赵晨淡然笑道:「我相信他做任何事必然有他的缘由,而且啊,有些人必须要得些深刻的教训才能老实做人……哦,我是说有些分不清好歹的野猫。」
赵采嫣挑拨目的没有达成,反被羞辱了一番,气得脸都青了,「你别得意,你都不清楚方泓墨究竟是怎样的人就说相信他!你知道他平日里结交的都是些什麽人?你又知道他时常去什麽样的地方玩乐吗?」
赵晨很惊讶,「姊姊这麽说,难道说你比我更清楚他是怎样的人?那不如姊姊告诉我,泓墨平日里都去什麽样的地方玩乐?」
赵采嫣自知失言,顿了顿後道:「我是听泓砚说的,泓砚难道不比你更清楚他大哥吗?他去的那些地方我都说不出口……」
赵晨没再理她,叫上妙竹、心香就走了。
赵采嫣站在原地,瞪着赵晨的背影冷冷哼了一声。
傍晚时分,方氏兄弟来接姊妹俩,表面一片和气。
方泓墨与上次回门时比,像是换了个人似的,对谁都是客客气气地微笑着说话,他生得又英俊,刻意讨好人,没有人不吃他这一套的,就连赵老夫人也被他几句恰到好处的恭维话给逗得笑起来,姊妹俩在一片祥和欢乐又带点依依不舍的气氛中告别了娘家人,各自上了马车。

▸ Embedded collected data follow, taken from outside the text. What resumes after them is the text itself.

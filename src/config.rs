// Author: Jacques Murray

//! Client configuration.
//!
//! A [`Config`] is plain data: credentials, where the API lives, and the
//! retry policy. It can be built in code or read from `MONIBOT_*`
//! environment variables.

use std::fmt;
use std::sync::Arc;
use std::time::Duration;

use crate::backoff::{RetryPolicy, DEFAULT_DELAY, DEFAULT_TRIALS};
use crate::error::ConfigError;
use crate::logger::{DiscardLogger, Logger};

/// Where the API is served by default.
pub const DEFAULT_BASE_URL: &str = "https://monibot.io";

/// Network timeout applied to each single exchange by default.
pub const DEFAULT_TIMEOUT: Duration = Duration::from_secs(30);

/// The crate version, prefixed with `v`.
pub const VERSION: &str = concat!("v", env!("CARGO_PKG_VERSION"));

pub const API_KEY_ENV: &str = "MONIBOT_API_KEY";
pub const URL_ENV: &str = "MONIBOT_URL";
pub const TRIALS_ENV: &str = "MONIBOT_TRIALS";
pub const DELAY_ENV: &str = "MONIBOT_DELAY";
pub const VERBOSE_ENV: &str = "MONIBOT_VERBOSE";

#[derive(Clone)]
pub struct Config {
    api_key: String,
    base_url: String,
    user_agent: String,
    trials: u32,
    delay: Duration,
    timeout: Duration,
    verbose: bool,
}

impl Config {
    /// Creates a configuration with the given API key and defaults for
    /// everything else.
    pub fn new(api_key: impl Into<String>) -> Self {
        Self {
            api_key: api_key.into(),
            base_url: DEFAULT_BASE_URL.to_string(),
            user_agent: default_user_agent(),
            trials: DEFAULT_TRIALS,
            delay: DEFAULT_DELAY,
            timeout: DEFAULT_TIMEOUT,
            verbose: false,
        }
    }

    /// Reads the configuration from the process environment.
    ///
    /// `MONIBOT_API_KEY` is required. `MONIBOT_URL`, `MONIBOT_TRIALS`,
    /// `MONIBOT_DELAY` (whole seconds) and `MONIBOT_VERBOSE` are optional.
    pub fn from_env() -> Result<Self, ConfigError> {
        Self::from_lookup(|key| std::env::var(key).ok())
    }

    /// Like [`Config::from_env`], reading variables through `lookup`.
    pub fn from_lookup<F>(lookup: F) -> Result<Self, ConfigError>
    where
        F: Fn(&str) -> Option<String>,
    {
        let var = |key: &str| lookup(key).filter(|value| !value.trim().is_empty());

        let api_key = var(API_KEY_ENV).ok_or(ConfigError::MissingApiKey)?;
        let mut config = Config::new(api_key.trim());
        if let Some(url) = var(URL_ENV) {
            config = config.with_base_url(url.trim());
        }
        if let Some(trials) = var(TRIALS_ENV) {
            let trials = parse_integer(TRIALS_ENV, &trials)?;
            config = config.with_trials(u32::try_from(trials.max(1)).unwrap_or(u32::MAX));
        }
        if let Some(delay) = var(DELAY_ENV) {
            let secs = parse_integer(DELAY_ENV, &delay)?;
            config = config.with_delay(Duration::from_secs(secs.max(0).unsigned_abs()));
        }
        if let Some(verbose) = var(VERBOSE_ENV) {
            config = config.with_verbose(verbose.trim() == "true");
        }
        Ok(config)
    }

    /// Sets the base URL; a trailing `/` is dropped.
    pub fn with_base_url(mut self, base_url: impl Into<String>) -> Self {
        self.base_url = base_url.into().trim_end_matches('/').to_string();
        self
    }

    /// Sets the `User-Agent` header value.
    pub fn with_user_agent(mut self, user_agent: impl Into<String>) -> Self {
        self.user_agent = user_agent.into();
        self
    }

    /// Sets the maximum number of trials; zero is treated as one.
    pub fn with_trials(mut self, trials: u32) -> Self {
        self.trials = trials.max(1);
        self
    }

    /// Sets the fixed wait between trials.
    pub fn with_delay(mut self, delay: Duration) -> Self {
        self.delay = delay;
        self
    }

    /// Sets the network timeout of a single exchange.
    pub fn with_timeout(mut self, timeout: Duration) -> Self {
        self.timeout = timeout;
        self
    }

    /// Enables debug output through the `log` crate.
    pub fn with_verbose(mut self, verbose: bool) -> Self {
        self.verbose = verbose;
        self
    }

    /// The API key sent as bearer token.
    pub fn api_key(&self) -> &str {
        &self.api_key
    }

    /// The base URL, without trailing `/`.
    pub fn base_url(&self) -> &str {
        &self.base_url
    }

    /// The `User-Agent` header value.
    pub fn user_agent(&self) -> &str {
        &self.user_agent
    }

    /// The network timeout of a single exchange.
    pub fn timeout(&self) -> Duration {
        self.timeout
    }

    /// Whether debug output is enabled.
    pub fn verbose(&self) -> bool {
        self.verbose
    }

    /// The retry policy built from the trials and delay settings.
    pub fn policy(&self) -> RetryPolicy {
        RetryPolicy::new(self.trials, self.delay)
    }

    /// The logger implied by [`Config::verbose`].
    pub fn logger(&self) -> Arc<dyn Logger> {
        #[cfg(feature = "logging")]
        if self.verbose {
            return Arc::new(crate::logger::LogLogger);
        }
        Arc::new(DiscardLogger)
    }

    /// Rejects configurations that can never authenticate.
    pub fn validate(&self) -> Result<(), ConfigError> {
        if self.api_key.trim().is_empty() {
            return Err(ConfigError::MissingApiKey);
        }
        Ok(())
    }
}

impl fmt::Debug for Config {
    fn fmt(&self, f: &mut fmt::Formatter<'_>) -> fmt::Result {
        f.debug_struct("Config")
            .field("api_key", &"<redacted>")
            .field("base_url", &self.base_url)
            .field("user_agent", &self.user_agent)
            .field("trials", &self.trials)
            .field("delay", &self.delay)
            .field("timeout", &self.timeout)
            .field("verbose", &self.verbose)
            .finish()
    }
}

fn default_user_agent() -> String {
    format!("monibot/{VERSION}")
}

fn parse_integer(name: &'static str, value: &str) -> Result<i64, ConfigError> {
    value
        .trim()
        .parse()
        .map_err(|_| ConfigError::InvalidNumber {
            name,
            value: value.to_string(),
        })
}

马车上,赵晨望着方泓墨语带深意地说:「我直到今日才深切体会到,你有多会逗女人开心。」
他唇角一勾,「你不喜欢?」
「那就要看你是逗谁开心了,今天这样我很喜欢。」赵晨微微一笑,「我娘家人总算对你有所改观,我也安心多了。」
方泓墨收起笑容,正经地说:「你可以放心,我不会再像回门那日那样了,今日也算是补偿吧。」
赵晨含笑嗔道:「原来今日只是补偿,再也没有下次了是吧?」
「是,以後只会逗你笑,对别人都没有下次了。」他眉梢微妙地挑起,墨眸含笑地望着她。
赵晨察觉自己的小心思被他看穿了,不禁有些不好意思,可心里到底是甜的。
晚上两人独处时,赵晨舒舒服服地靠在方泓墨的怀里,两人一起窝在榻上说话。
方泓墨问她,「今日回去,你家里人有没有为难你?」
赵晨把众人的反应都告诉他,「你放心,祖母还算是明理的,就算心偏向赵采嫣,处事仍会公平,至於父亲,他是信我的,再说这件事本就是他们理亏,只不过……」
方泓墨挑眉,「只不过?」
赵晨略一犹豫,还是道:「赵采嫣单独找我说话,给我瞧了她的伤,我知道那日是怎麽回事,当然没有理会她,她见没能得逞,又说了些颇为奇怪的话。」
「她除了挑拨离间,还能说什麽话?」方泓墨不屑道。
赵晨听他语气淡然,忽觉自己是否太小心眼了些,赵采嫣上次连她和太子之间的事都能编得有鼻子有眼的,要造点谣、生点事那是再轻易不过,於是摇摇头,轻笑道:「确实还是挑拨离间,不说也罢。」
方泓墨低头,凑近她耳边吹气,「上次是谁说了要坦诚相待,什麽话都要明着说,还说……」
「好了好了,我把她说的话原原本本都告诉你总行了吧。」赵晨被他这口气吹得从耳朵眼一直痒到心里,赶紧捂住耳朵,把这无良混蛋推远点,只觉自己是搬起石头砸自己的脚。